## Exercise brief
Copy each line of the entries that includes the word "lock".

[Extracted data entries]

//! Arguments and workspace plumbing shared by the command groups

use std::fs;
use std::path::PathBuf;

use anyhow::{Context, Result};
use clap::Args;

use crate::domain::{Document, Placement, Resource, SeoSettings, Slug, VersionTag};
use crate::repository::{parse_structured_data, ContentRepository, Edit};
use crate::storage::Workspace;

/// Body of a new page, inline or from a file
#[derive(Args, Debug, Default)]
pub struct ContentArgs {
    /// HTML body
    #[arg(long, conflicts_with = "content_file")]
    pub content: Option<String>,

    /// Read the HTML body from a file
    #[arg(long, value_name = "PATH")]
    pub content_file: Option<PathBuf>,
}

impl ContentArgs {
    pub fn read(self) -> Result<Option<String>> {
        match (self.content, self.content_file) {
            (Some(content), _) => Ok(Some(content)),
            (None, Some(path)) => fs::read_to_string(&path)
                .map(Some)
                .with_context(|| format!("Failed to read content file: {}", path.display())),
            (None, None) => Ok(None),
        }
    }
}

/// Field changes accepted by `page edit` and `region edit`
#[derive(Args, Debug, Default)]
pub struct EditArgs {
    /// New title
    #[arg(long)]
    pub title: Option<String>,

    /// New slug (URL path)
    #[arg(long)]
    pub slug: Option<String>,

    #[command(flatten)]
    pub body: ContentArgs,

    /// SEO meta title
    #[arg(long)]
    pub meta_title: Option<String>,

    /// SEO meta description
    #[arg(long)]
    pub meta_description: Option<String>,

    /// SEO keywords, comma separated
    #[arg(long, value_delimiter = ',')]
    pub keywords: Option<Vec<String>>,

    /// Absolute canonical URL
    #[arg(long)]
    pub canonical_url: Option<String>,

    /// JSON-LD structured data
    #[arg(long, value_name = "JSON")]
    pub structured_data: Option<String>,

    /// Attach a stylesheet or script to the head (repeatable)
    #[arg(long = "head", value_name = "HREF")]
    pub head: Vec<String>,

    /// Attach a stylesheet or script to the end of the body (repeatable)
    #[arg(long = "body", value_name = "HREF")]
    pub body_resources: Vec<String>,

    /// Detach a resource by href (repeatable)
    #[arg(long, value_name = "HREF")]
    pub detach: Vec<String>,
}

impl EditArgs {
    fn touches_seo(&self) -> bool {
        self.meta_title.is_some()
            || self.meta_description.is_some()
            || self.keywords.is_some()
            || self.canonical_url.is_some()
            || self.structured_data.is_some()
    }

    /// Builds an edit against the document currently being edited
    ///
    /// SEO flags override single fields; the rest of the SEO settings are
    /// kept. An empty flag value clears the field.
    pub fn into_edit(self, current: &Document) -> Result<Edit> {
        let seo = if self.touches_seo() {
            let mut seo: SeoSettings = current.seo.clone();
            if let Some(title) = self.meta_title {
                seo.meta_title = non_empty(title);
            }
            if let Some(description) = self.meta_description {
                seo.meta_description = non_empty(description);
            }
            if let Some(keywords) = self.keywords {
                seo.keywords = keywords
                    .into_iter()
                    .map(|k| k.trim().to_string())
                    .filter(|k| !k.is_empty())
                    .collect();
            }
            if let Some(url) = self.canonical_url {
                seo.canonical_url = non_empty(url);
            }
            if let Some(raw) = self.structured_data {
                seo.structured_data = match non_empty(raw) {
                    Some(raw) => Some(parse_structured_data(&raw)?),
                    None => None,
                };
            }
            Some(seo)
        } else {
            None
        };

        let mut attach = Vec::new();
        for (hrefs, placement) in [(self.head, Placement::Head), (self.body_resources, Placement::Body)] {
            for href in hrefs {
                let resource = Resource::from_href(href.as_str()).ok_or_else(|| {
                    anyhow::anyhow!("Cannot attach '{}': expected a .css or .js file", href)
                })?;
                attach.push((resource, placement));
            }
        }

        let slug = self.slug.map(|s| s.parse::<Slug>()).transpose()?;

        Ok(Edit {
            title: self.title,
            slug,
            content: self.body.read()?,
            seo,
            attach,
            detach: self.detach,
        })
    }
}

fn non_empty(value: String) -> Option<String> {
    let trimmed = value.trim();
    if trimmed.is_empty() {
        None
    } else {
        Some(trimmed.to_string())
    }
}

/// Parses an optional `--expect` version, defaulting to the current head
pub fn expected_version(expect: Option<&str>, head: VersionTag) -> VersionTag {
    expect.map(VersionTag::parse_lenient).unwrap_or(head)
}

/// Runs `f` against the workspace under its lock and saves the result
///
/// Nothing is written if `f` fails.
pub fn mutate<R>(f: impl FnOnce(&Workspace, &mut ContentRepository) -> Result<R>) -> Result<R> {
    let workspace = Workspace::open_current()?;
    let _lock = workspace.lock()?;
    let mut repo = workspace.load()?;

    let result = f(&workspace, &mut repo)?;
    workspace.save(&repo)?;
    Ok(result)
}

/// Runs `f` against a read-only snapshot of the workspace
pub fn inspect<R>(f: impl FnOnce(&Workspace, &ContentRepository) -> Result<R>) -> Result<R> {
    let workspace = Workspace::open_current()?;
    let repo = workspace.load()?;
    f(&workspace, &repo)
}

## Your solution
/// Runs `f` against the workspace under its lock and saves the result
    let _lock = workspace.lock()?;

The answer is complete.